=== Begin Enclosure ===

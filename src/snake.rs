use std::collections::VecDeque;

use crate::{Coords, TermInt};
use Direction::*;

#[derive(Copy, Clone, Debug, PartialEq, Eq)]
pub enum Direction {
    Up,
    Down,
    Left,
    Right
}

impl Direction {
    pub fn opposite(self) -> Direction {
        match self {
            Up => Down,
            Down => Up,
            Left => Right,
            Right => Left,
        }
    }

    /// Unit step as `(d_row, d_col)`.
    pub fn delta(self) -> (i32, i32) {
        match self {
            Up => (-1, 0),
            Down => (1, 0),
            Left => (0, -1),
            Right => (0, 1),
        }
    }

    /// The cell one step away from `pos`. Stepping off the grid wraps to a
    /// coordinate that is never interior, so it still reads as a wall hit.
    pub fn step(self, (row, col): Coords) -> Coords {
        match self {
            Up => (row.wrapping_sub(1), col),
            Down => (row.wrapping_add(1), col),
            Left => (row, col.wrapping_sub(1)),
            Right => (row, col.wrapping_add(1)),
        }
    }

    pub fn head_char(self) -> char {
        match self {
            Up => '^',
            Down => 'v',
            Left => '<',
            Right => '>',
        }
    }
}

/// Snake body, head first.
#[derive(Clone, Debug, PartialEq, Eq)]
pub struct Snake {
    body: VecDeque<Coords>,
}

impl Snake {
    /// A straight snake of `size` segments with its head at `head`, trailing
    /// away from `direction`.
    pub fn new(head: Coords, size: TermInt, direction: Direction) -> Self {
        let diff = direction.delta();

        let body = (0..size as i32)
            .map(|i| (head.0 as i32 - diff.0 * i, head.1 as i32 - diff.1 * i))
            .map(|(row, col)| (row as TermInt, col as TermInt))
            .collect();
        Snake { body }
    }

    /// Builds a snake from explicit segments, head first.
    pub fn from_body<I: IntoIterator<Item = Coords>>(segments: I) -> Self {
        let body: VecDeque<Coords> = segments.into_iter().collect();
        assert!(!body.is_empty(), "a snake needs at least a head");
        Snake { body }
    }

    pub fn body(&self) -> &VecDeque<Coords> {
        &self.body
    }

    pub fn head(&self) -> Coords {
        self.body[0]
    }

    pub fn tail(&self) -> Coords {
        self.body[self.body.len() - 1]
    }

    pub fn len(&self) -> usize {
        self.body.len()
    }

    pub fn contains(&self, pos: Coords) -> bool {
        self.body.contains(&pos)
    }

    /// Whether `pos` will still be occupied once the snake has moved.
    /// The tail leaves its cell unless the snake grows on this move.
    pub fn blocks(&self, pos: Coords, growing: bool) -> bool {
        let keep = if growing { self.body.len() } else { self.body.len() - 1 };
        self.body.iter().take(keep).any(|&seg| seg == pos)
    }

    /// Moves the head to `new_head`, returning the vacated tail cell unless
    /// the snake grew.
    pub fn move_to(&mut self, new_head: Coords, grow: bool) -> Option<Coords> {
        self.body.push_front(new_head);

        if grow {
            None
        } else {
            self.body.pop_back()
        }
    }
}

#[cfg(test)]
mod tests {
    use super::*;

    #[test]
    fn new_snake_trails_behind_head() {
        let snake = Snake::new((3, 3), 3, Right);
        assert_eq!(snake.body().iter().copied().collect::<Vec<_>>(), vec![(3, 3), (3, 2), (3, 1)]);

        let snake = Snake::new((4, 2), 2, Up);
        assert_eq!(snake.head(), (4, 2));
        assert_eq!(snake.tail(), (5, 2));
    }

    #[test]
    fn opposite_is_symmetric() {
        for dir in [Up, Down, Left, Right] {
            assert_ne!(dir, dir.opposite());
            assert_eq!(dir, dir.opposite().opposite());
            let (a, b) = (dir.delta(), dir.opposite().delta());
            assert_eq!((a.0 + b.0, a.1 + b.1), (0, 0));
        }
    }

    #[test]
    fn step_off_grid_wraps() {
        assert_eq!(Up.step((0, 4)), (TermInt::MAX, 4));
        assert_eq!(Down.step((2, 4)), (3, 4));
    }

    #[test]
    fn tail_cell_frees_up_unless_growing() {
        let snake = Snake::from_body(vec![(2, 2), (2, 3), (3, 3), (3, 2)]);

        assert!(!snake.blocks((3, 2), false));
        assert!(snake.blocks((3, 2), true));
        assert!(snake.blocks((2, 3), false));
    }

    #[test]
    fn move_drops_tail_or_grows() {
        let mut snake = Snake::new((3, 3), 3, Right);

        assert_eq!(snake.move_to((3, 4), false), Some((3, 1)));
        assert_eq!(snake.len(), 3);

        assert_eq!(snake.move_to((3, 5), true), None);
        assert_eq!(snake.len(), 4);
        assert_eq!(snake.head(), (3, 5));
        assert_eq!(snake.tail(), (3, 2));
    }
}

=== End Enclosure ===

## Problem
Could you copy every line from the records that has "false" in it?

## Solution to the problem
        assert!(!snake.blocks((3, 2), false));
        assert!(snake.blocks((2, 3), false));
        assert_eq!(snake.move_to((3, 4), false), Some((3, 1)));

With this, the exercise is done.